Stworzona przeze mnie Fundacja Wolności Gospodarczej wspiera wiele inicjatyw pozarządowych, które przygotowują konkretne rozwiązania legislacyjne, jak i pracują nad edukacją obywatelską i transformacją myślenia w sposób długofalowy, budując lepszy klimat idei dla wolnościowej wizji rozwoju.
W 2023 r. obroniliśmy w Polsce liberalną demokrację. Nie byłoby to możliwe, gdyby nie powrót Donalda Tuska do krajowej polityki, co uchroniło nas przed groźną zapowiedzią „Budapesztu w Warszawie”. Zmiany polityczne w kraju, to szansa, którą warto jak najlepiej wykorzystać i namawiam do tego premiera, rządzących i wszystkie rozsądnie myślące osoby z opozycji, bo wiele ważnych dla Polski i przyszłych pokoleń reform potrzebuje współpracy ponad podziałami partyjnymi.
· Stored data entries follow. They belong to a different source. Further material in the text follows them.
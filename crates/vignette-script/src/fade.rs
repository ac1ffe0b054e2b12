//! Resolves `FADE_SCREEN` requests.

use vignette_ecs::{System, World};

use crate::components::{release_block, ScreenFade};
use crate::priority;

/// Advances the [`ScreenFade`] resource and releases the requesting script
/// once the overlay reaches its target.
#[derive(Debug, Default, Clone, Copy)]
pub struct FadeSystem;

impl System for FadeSystem {
    fn name(&self) -> &str {
        "FadeSystem"
    }

    fn priority(&self) -> i32 {
        priority::FADE
    }

    fn run_timed(&mut self, world: &mut World, dt: f32) {
        let finished = world
            .resource_mut::<ScreenFade>()
            .and_then(|fade| fade.advance(dt));
        if let Some(requester) = finished {
            release_block(world, requester);
        }
    }
}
Czas na przedstawienie wizji rozwoju, w której prywatyzacja, deregulacja, odpowiedzialne podejście do demografii czy rozpoczęcie dyskusji o euro w Polsce mogą posłużyć jako nowe siły napędzające rozwój i uchronić nasz kraj przed powrotem skrajnych populistów do władzy.
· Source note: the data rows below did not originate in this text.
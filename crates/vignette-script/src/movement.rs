//! Resolves `MOVE_ENTITY` requests.

use tracing::debug;
use vignette_core::Transform;
use vignette_ecs::{Entity, System, World};

use crate::components::{release_block, MoveRequest};
use crate::priority;

/// Walks entities carrying a [`MoveRequest`] toward its destination and
/// releases the requesting script on arrival.
#[derive(Debug, Default, Clone, Copy)]
pub struct MovementSystem;

impl System for MovementSystem {
    fn name(&self) -> &str {
        "MovementSystem"
    }

    fn priority(&self) -> i32 {
        priority::MOVEMENT
    }

    fn run_timed(&mut self, world: &mut World, dt: f32) {
        let movers = world.entities_with::<(MoveRequest,)>();
        let mut arrived: Vec<(Entity, Entity)> = Vec::new();

        for entity in movers {
            let Some(request) = world.get::<MoveRequest>(entity).cloned() else {
                continue;
            };
            if !world.has::<Transform>(entity) {
                world.insert(entity, Transform::default());
            }
            let Some(transform) = world.get_mut::<Transform>(entity) else {
                continue;
            };

            let offset = request.destination - transform.position;
            let distance = offset.length();
            let step = request.speed * dt;

            if distance <= request.tolerance || request.speed <= 0.0 || step >= distance {
                transform.position = request.destination;
                arrived.push((entity, request.requester));
                continue;
            }

            transform.position += offset / distance * step;
            if distance - step <= request.tolerance {
                transform.position = request.destination;
                arrived.push((entity, request.requester));
            }
        }

        for (entity, requester) in arrived {
            debug!("{} reached its destination", entity);
            world.remove::<MoveRequest>(entity);
            release_block(world, requester);
        }
    }
}

#[cfg(test)]
mod tests {
    use super::*;
    use crate::components::spawn_sequence_runner;
    use crate::components::ActiveSequenceBookmark;
    use glam::Vec3;

    fn request(destination: Vec3, speed: f32, requester: Entity) -> MoveRequest {
        MoveRequest {
            destination,
            speed,
            tolerance: 0.05,
            requester,
        }
    }

    #[test]
    fn walks_at_speed_then_snaps() {
        let mut world = World::new();
        let runner = spawn_sequence_runner(&mut world, "s");
        if let Some(bookmark) = world.get_mut::<ActiveSequenceBookmark>(runner) {
            bookmark.blocked = true;
        }
        let walker = world.spawn();
        world.insert(walker, request(Vec3::new(0.0, 0.0, 3.0), 2.0, runner));

        let mut system = MovementSystem;
        system.run_timed(&mut world, 0.5);
        let position = world.get::<Transform>(walker).map(|t| t.position);
        assert_eq!(position, Some(Vec3::new(0.0, 0.0, 1.0)));
        assert!(world.has::<MoveRequest>(walker));

        system.run_timed(&mut world, 0.5);
        system.run_timed(&mut world, 0.5);
        let position = world.get::<Transform>(walker).map(|t| t.position);
        assert_eq!(position, Some(Vec3::new(0.0, 0.0, 3.0)));
        assert!(!world.has::<MoveRequest>(walker));
        assert_eq!(
            world.get::<ActiveSequenceBookmark>(runner).map(|b| b.blocked),
            Some(false)
        );
    }

    #[test]
    fn stationary_speed_arrives_immediately() {
        let mut world = World::new();
        let runner = world.spawn();
        let walker = world.spawn();
        world.insert(walker, Transform::default());
        world.insert(walker, request(Vec3::new(5.0, 0.0, 0.0), 0.0, runner));

        MovementSystem.run_timed(&mut world, 0.016);
        assert_eq!(
            world.get::<Transform>(walker).map(|t| t.position),
            Some(Vec3::new(5.0, 0.0, 0.0))
        );
        assert!(!world.has::<MoveRequest>(walker));
    }
}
Zdaję sobie sprawę, że dla niektórych może brzmieć to ryzykowanie. W końcu przez lata PiS i inne siły populistyczne wszystkie te tematy próbowały nam zohydzić. Jednak jako przedsiębiorca wiem, że czasami ryzyko jest niezbędne, aby później osiągnąć dużo większe korzyści, a doświadczeni politycy powinni potrafić tym ryzykiem odpowiedzialnie zarządzać. Poza tym to liberalizm, a nie rozrośnięte państwo, jest lepszym zabezpieczeniem przed populizmem.
Dziś rządzący w Niemczech, Francji czy Wielkiej Brytanii mierzą się z lokalnymi problemami i słabnącym poparciem. W tej sytuacji to Polska, korzystając ze swoich mocnych stron i nowego otwarcia w polityce, powinna dobrze wykorzystać moment i tak jak w 1989 roku stać się liderem w odważnych reformach na poziomie kraju, ale też w całej UE. Przez ostatnie osiem lat zmarnowaliśmy wiele okazji na realne i dobre zmiany w gospodarce. Ambitne reformy pozwolą nadrobić ten stracony czas.
Autor jest przedsiębiorcą, prezesem zarządu Press Glass Holding S.A., twórcą Fundacji Wolności Gospodarczej.
Tekst ukazał się w wydaniu papierowym “Gazety Wyborczej” z 7 marca 2024 r. oraz na portalu wyborcza.pl.